Irgendwann hatten sich auch die letzten Gäste verabschiedet und Harry blieb mit seinen Eltern, Ron und Hermine, seinen Großeltern und Professor Dumbledore zurück. Morgan lag schon lange in ihrem Bett. Lily zog ihren Sohn in die Küche und begann, Tee zu kochen, während die anderen um ihn herum Platz nahmen. Harry beobachtete seine Mutter, wie sie routiniert den Zauberstab schwang und sich die Tassen auf dem Tisch verteilten. Dann schweifte sein Blick durch die Küche. Sie war anders als in den Erinnerungen, die er kannte. Im Laufe der Jahre hatten seine Eltern die Küche komplett renoviert und obwohl sie hochmodern war, wirkte sie urgemütlich. An einer Wand hingen Unmengen von Familienfotos, die ihnen alle, wenn auch etwas schläfrig, zuwinkten. Harry erkannte sich selbst in allen Altersstufen. Mal im Schulumhang, unverkennbar mit den Gryffindor-Farben, dann im Quidditch-Trikot der Hausmannschaft, auch im Festumhang war Harry zu sehen, mit Ginny als Begleitung, wahrscheinlich sein Abschlussball. Daneben gab es unzählige Bilder von Morgan, ebenfalls in Gryffindorfarben, und viele weitere von ihnen allen gemeinsam als Familie.
Lily nahm am großen Holztisch Platz, der den Raum beherrscht und für zehn Personen Platz bot. Sie nahm etwas Zucker und rührte in ihrem Tee. Niemand sprach ein Wort, während sie dieses Zeremoniell durchführte. Schließlich nahm sie einen kleinen Schluck, wobei die Tasse in ihren Händen merklich zitterte, und sah dann Harry an.
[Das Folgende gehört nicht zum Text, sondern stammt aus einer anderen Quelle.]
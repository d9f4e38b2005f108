// =============================================================================
// Structure strategies
// =============================================================================
//
// Patterns keyed off market structure: the dealer-flip breakout, the VWAP
// band squeeze, gamma pinning and value-area gaps.
// =============================================================================

use crate::market::FeatureSet;
use crate::strategies::{nearest_level, targets_toward, PatternSignal, Strategy};
use crate::types::{Side, SignalFamily};

const ATR_MULT_SL: f64 = 1.0;

fn stop_for(side: Side, entry: f64, atr: f64) -> f64 {
    match side {
        Side::Long => entry - ATR_MULT_SL * atr,
        Side::Short => entry + ATR_MULT_SL * atr,
    }
}

// =============================================================================
// Dealer Flip Breakout
// =============================================================================

/// A gamma flip plus a delta burst through the nearest wall, aligned with
/// VWAP, marks dealers switching from dampening to chasing.
pub struct DealerFlipBreakout;

impl Strategy for DealerFlipBreakout {
    fn name(&self) -> &'static str {
        "dealer_flip_breakout"
    }

    fn family(&self) -> SignalFamily {
        SignalFamily::Breakout
    }

    fn required_inputs(&self) -> &'static [&'static str] {
        &[
            "price.last",
            "atr",
            "vwap.vwap",
            "menthorq.gamma_flip",
            "orderflow.delta_burst",
        ]
    }

    fn should_run(&self, ctx: &FeatureSet) -> bool {
        !ctx.menthorq.stale
            && ctx.last_price.is_some()
            && ctx.atr.is_some()
            && ctx.vwap.is_some()
            && ctx.menthorq.gamma_flip
    }

    fn generate(&self, ctx: &FeatureSet) -> Option<PatternSignal> {
        let price = ctx.last_price?;
        let atr = ctx.atr?;
        let vwap = ctx.vwap.as_ref()?.vwap;

        if !ctx.menthorq.gamma_flip || !ctx.orderflow.delta_burst_active {
            return None;
        }

        let walls = ctx
            .menthorq
            .call_resistance
            .into_iter()
            .chain(ctx.menthorq.put_support)
            .chain(ctx.menthorq.gamma_wall_0dte);
        let wall = nearest_level(price, walls)?;

        let side = if price > wall && price > vwap {
            Side::Long
        } else if price < wall && price < vwap {
            Side::Short
        } else {
            return None;
        };

        Some(PatternSignal {
            strategy: self.name(),
            family: self.family(),
            side,
            confidence: 0.68,
            entry: price,
            stop: match side {
                Side::Long => wall - ATR_MULT_SL * atr,
                Side::Short => wall + ATR_MULT_SL * atr,
            },
            targets: targets_toward(price, side, [6.0, 12.0], ctx.tick_size),
            reason: format!("dealer flip breakout through {wall} with VWAP alignment"),
            metadata: std::collections::HashMap::from([
                ("wall".to_string(), wall),
                ("vwap".to_string(), vwap),
            ]),
            timestamp: ctx.ts,
        })
    }
}

// =============================================================================
// VWAP Band Squeeze Break
// =============================================================================

/// Band width compressed below half its recent median, then price escapes
/// a one-sigma band.
pub struct VwapBandSqueezeBreak;

impl Strategy for VwapBandSqueezeBreak {
    fn name(&self) -> &'static str {
        "vwap_band_squeeze_break"
    }

    fn family(&self) -> SignalFamily {
        SignalFamily::Breakout
    }

    fn required_inputs(&self) -> &'static [&'static str] {
        &["price.last", "atr", "vwap.sd1_up", "vwap.sd1_dn", "band_width"]
    }

    fn should_run(&self, ctx: &FeatureSet) -> bool {
        ctx.last_price.is_some()
            && ctx.atr.is_some()
            && ctx.vwap.is_some()
            && ctx.band_width.is_some()
            && ctx.band_width_median.is_some()
    }

    fn generate(&self, ctx: &FeatureSet) -> Option<PatternSignal> {
        let price = ctx.last_price?;
        let vwap = ctx.vwap.as_ref()?;
        let width = ctx.band_width?;
        let median = ctx.band_width_median?;

        if median <= f64::EPSILON || width >= 0.5 * median {
            return None;
        }

        let up = vwap.sd1_up?;
        let dn = vwap.sd1_dn?;

        let (side, target) = if price > up {
            (Side::Long, vwap.sd2_up.unwrap_or(price + 6.0 * ctx.tick_size))
        } else if price < dn {
            (Side::Short, vwap.sd2_dn.unwrap_or(price - 6.0 * ctx.tick_size))
        } else {
            return None;
        };

        Some(PatternSignal {
            strategy: self.name(),
            family: self.family(),
            side,
            confidence: 0.64,
            entry: price,
            // The mean is the invalidation for a failed expansion.
            stop: vwap.vwap,
            targets: vec![target],
            reason: format!(
                "band squeeze break ({width:.2} vs median {median:.2}), escape {side}"
            ),
            metadata: std::collections::HashMap::from([
                ("band_width".to_string(), width),
                ("band_width_median".to_string(), median),
            ]),
            timestamp: ctx.ts,
        })
    }
}

// =============================================================================
// Gamma Pin Reversion
// =============================================================================

/// Price circling a strong gamma level stays pinned; fade excursions back
/// into it while the recent closes keep hugging the level.
pub struct GammaPinReversion;

/// Maximum excursion, in ticks, that still counts as pinned.
const PIN_RADIUS_TICKS: f64 = 4.0;
/// Recent closes required inside the radius before fading.
const PIN_MIN_CLOSES: usize = 3;

impl Strategy for GammaPinReversion {
    fn name(&self) -> &'static str {
        "gamma_pin_reversion"
    }

    fn family(&self) -> SignalFamily {
        SignalFamily::Reversal
    }

    fn required_inputs(&self) -> &'static [&'static str] {
        &["price.last", "atr", "menthorq.gamma_wall_0dte", "recent_closes"]
    }

    fn should_run(&self, ctx: &FeatureSet) -> bool {
        !ctx.menthorq.stale
            && ctx.last_price.is_some()
            && ctx.atr.is_some()
            && (ctx.menthorq.gamma_wall_0dte.is_some()
                || ctx.menthorq.call_resistance.is_some()
                || ctx.menthorq.put_support.is_some())
            && ctx.recent_closes.len() >= PIN_MIN_CLOSES
    }

    fn generate(&self, ctx: &FeatureSet) -> Option<PatternSignal> {
        let price = ctx.last_price?;
        let atr = ctx.atr?;

        let pins = ctx
            .menthorq
            .gamma_wall_0dte
            .into_iter()
            .chain(ctx.menthorq.call_resistance)
            .chain(ctx.menthorq.put_support);
        let pin = nearest_level(price, pins)?;

        if ctx.recent_closes.len() < PIN_MIN_CLOSES {
            return None;
        }
        let tail = &ctx.recent_closes[ctx.recent_closes.len() - PIN_MIN_CLOSES..];
        let radius = PIN_RADIUS_TICKS * ctx.tick_size;
        if !tail.iter().all(|c| (c - pin).abs() <= radius) {
            return None;
        }

        // Fade only an actual excursion off the pin.
        let excursion_ticks = (price - pin).abs() / ctx.tick_size.max(f64::EPSILON);
        if excursion_ticks < 2.0 || excursion_ticks > PIN_RADIUS_TICKS {
            return None;
        }

        let side = if price > pin { Side::Short } else { Side::Long };

        Some(PatternSignal {
            strategy: self.name(),
            family: self.family(),
            side,
            confidence: 0.60,
            entry: price,
            stop: stop_for(side, price, atr),
            targets: vec![pin],
            reason: format!("pinned at gamma level {pin}, fading the {excursion_ticks:.0}t excursion"),
            metadata: std::collections::HashMap::from([("pin".to_string(), pin)]),
            timestamp: ctx.ts,
        })
    }
}

// =============================================================================
// Profile Gap Fill
// =============================================================================

/// Price stranded outside the value area without initiative flow tends to
/// rotate back through the edge toward the point of control.
pub struct ProfileGapFill;

impl Strategy for ProfileGapFill {
    fn name(&self) -> &'static str {
        "profile_gap_fill"
    }

    fn family(&self) -> SignalFamily {
        SignalFamily::MeanRevert
    }

    fn required_inputs(&self) -> &'static [&'static str] {
        &["price.last", "atr", "vva.vah", "vva.val", "vva.vpoc"]
    }

    fn should_run(&self, ctx: &FeatureSet) -> bool {
        ctx.last_price.is_some() && ctx.atr.is_some() && ctx.vva.is_some()
    }

    fn generate(&self, ctx: &FeatureSet) -> Option<PatternSignal> {
        let price = ctx.last_price?;
        let atr = ctx.atr?;
        let vva = ctx.vva.as_ref()?;

        if ctx.orderflow.delta_burst_active {
            return None;
        }

        let gap_ticks = 4.0 * ctx.tick_size;
        let (side, edge) = if price >= vva.vah + gap_ticks {
            (Side::Short, vva.vah)
        } else if price <= vva.val - gap_ticks {
            (Side::Long, vva.val)
        } else {
            return None;
        };

        Some(PatternSignal {
            strategy: self.name(),
            family: self.family(),
            side,
            confidence: 0.60,
            entry: price,
            stop: stop_for(side, price, atr),
            targets: vec![edge, vva.vpoc],
            reason: format!("value-area gap fill through {edge} toward VPOC {}", vva.vpoc),
            metadata: std::collections::HashMap::from([
                ("edge".to_string(), edge),
                ("vpoc".to_string(), vva.vpoc),
            ]),
            timestamp: ctx.ts,
        })
    }
}

// =============================================================================
// Tests
// =============================================================================
#[cfg(test)]
mod tests {
    use super::*;
    use crate::strategies::testutil::base_ctx;

    #[test]
    fn dealer_flip_long_through_wall() {
        let mut ctx = base_ctx(6503.0);
        ctx.menthorq.gamma_flip = true;
        ctx.orderflow.delta_burst_active = true;
        ctx.vwap.as_mut().unwrap().vwap = 6501.0;
        // Nearest wall to 6503 is the gamma wall at 6500.
        let sig = DealerFlipBreakout.generate(&ctx).unwrap();
        assert_eq!(sig.side, Side::Long);
        assert!((sig.stop - 6498.0).abs() < 1e-9);
    }

    #[test]
    fn dealer_flip_needs_flip_and_burst() {
        let mut ctx = base_ctx(6503.0);
        ctx.orderflow.delta_burst_active = true;
        assert!(!DealerFlipBreakout.should_run(&ctx)); // no flip
        ctx.menthorq.gamma_flip = true;
        ctx.orderflow.delta_burst_active = false;
        assert!(DealerFlipBreakout.generate(&ctx).is_none());
    }

    #[test]
    fn squeeze_break_fires_only_after_compression() {
        let mut ctx = base_ctx(6500.0);
        ctx.band_width = Some(3.0);
        ctx.band_width_median = Some(8.0);
        // Price above the upper band.
        ctx.last_price = Some(ctx.vwap.as_ref().unwrap().sd1_up.unwrap() + 0.5);
        let sig = VwapBandSqueezeBreak.generate(&ctx).unwrap();
        assert_eq!(sig.side, Side::Long);
        assert!((sig.stop - ctx.vwap.as_ref().unwrap().vwap).abs() < f64::EPSILON);

        // Same break without compression: nothing.
        ctx.band_width = Some(7.0);
        assert!(VwapBandSqueezeBreak.generate(&ctx).is_none());
    }

    #[test]
    fn squeeze_break_short_mirror() {
        let mut ctx = base_ctx(6500.0);
        ctx.band_width = Some(3.0);
        ctx.band_width_median = Some(8.0);
        ctx.last_price = Some(ctx.vwap.as_ref().unwrap().sd1_dn.unwrap() - 0.5);
        assert_eq!(VwapBandSqueezeBreak.generate(&ctx).unwrap().side, Side::Short);
    }

    #[test]
    fn gamma_pin_fades_excursions_while_pinned() {
        let mut ctx = base_ctx(6500.75); // 3 ticks above the 6500 wall
        ctx.recent_closes = vec![6500.25, 6499.75, 6500.5];
        let sig = GammaPinReversion.generate(&ctx).unwrap();
        assert_eq!(sig.side, Side::Short);
        assert_eq!(sig.targets, vec![6500.0]);
    }

    #[test]
    fn gamma_pin_needs_hugging_closes() {
        let mut ctx = base_ctx(6500.75);
        ctx.recent_closes = vec![6495.0, 6499.75, 6500.5]; // one close far away
        assert!(GammaPinReversion.generate(&ctx).is_none());
    }

    #[test]
    fn gamma_pin_ignores_price_sitting_on_the_level() {
        let mut ctx = base_ctx(6500.0);
        ctx.recent_closes = vec![6500.25, 6499.75, 6500.0];
        assert!(GammaPinReversion.generate(&ctx).is_none());
    }

    #[test]
    fn profile_gap_short_above_value() {
        // VAH at price+5 in the fixture; push price above it.
        let mut ctx = base_ctx(6500.0);
        ctx.vva.as_mut().unwrap().vah = 6505.0;
        ctx.vva.as_mut().unwrap().val = 6495.0;
        ctx.vva.as_mut().unwrap().vpoc = 6500.0;
        ctx.last_price = Some(6506.5);
        let sig = ProfileGapFill.generate(&ctx).unwrap();
        assert_eq!(sig.side, Side::Short);
        assert_eq!(sig.targets, vec![6505.0, 6500.0]);
    }

    #[test]
    fn profile_gap_long_below_value() {
        let mut ctx = base_ctx(6500.0);
        ctx.vva.as_mut().unwrap().vah = 6505.0;
        ctx.vva.as_mut().unwrap().val = 6495.0;
        ctx.last_price = Some(6493.5);
        assert_eq!(ProfileGapFill.generate(&ctx).unwrap().side, Side::Long);
    }

    #[test]
    fn profile_gap_quiet_inside_value() {
        let mut ctx = base_ctx(6500.0);
        ctx.vva.as_mut().unwrap().vah = 6505.0;
        ctx.vva.as_mut().unwrap().val = 6495.0;
        ctx.last_price = Some(6501.0);
        assert!(ProfileGapFill.generate(&ctx).is_none());
    }
}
Harry erwiderte den Blick ihrer so vertrauten Augen. Nun verstand er zum ersten Mal, warum ihm immer alle gesagt hatten, dass er aussehe wie sein Vater, aber Lilys Augen habe. Harry atmete tief durch, bevor er die Stille schließlich brach.
„Ich weiß, ihr wundert euch alle über meine Ohnmacht und mein Verhalten heute mittag." Seine Augen ruhten hauptsächlich auf seinen Eltern. James nickte langsam, sagte aber nichts. „Es mag vollkommen verrückt klingen, aber ich erinnere mich nicht an eine Vergangenheit mit euch. In meinen Erinnerungen seid ihr, bis auf Ron und Hermine, leider alle nicht mehr am Leben. Getötet von Voldemort", Harrys Blick wanderte zu seinen Großeltern und blieb schließlich an Dumbledore hängen, „durch unglückliche Umstände gestorben oder von Todessern ermordet." Willow atmete hörbar aus, während der Rest kreidebleich geworden war.
„Die Prophezeiungen", flüsterte Lily leise und Harry nickte.
„Ja, sie waren leider wahr. Zumindest in meiner Erinnerung. Ich bin bei den Dursleys aufgewachsen und habe erst an meinem elften Geburtstag von Hagrid erfahren, was und wer ich wirklich bin. Während meiner Schulzeit bin ich öfter auf Voldemort getroffen als mir lieb war, bis ich ihn schließlich vernichten konnte." James starrte seinen Sohn an.
„Willst du uns damit sagen, das alles hier ist nicht real?" Harry schüttelte den Kopf.
„Nein, es ist sehr wohl real, es ist eher so, dass ich scheinbar die Vergangenheit geändert habe."
„Harry, so unfassbar es klingt, was du gerade berichtest, möchte ich trotzdem jedem Wort Glauben schenken. Mir wurde einmal gesagt, dass die Welt der Magie unergründlich ist und obwohl ich mich selbst für verrückt hielt, hat man mir vertraut." Lily sah ihrem Sohn fest in die Augen und legte eine Hand auf seine. Die Wärme, die sie ausstrahlte, tat Harry unsagbar gut.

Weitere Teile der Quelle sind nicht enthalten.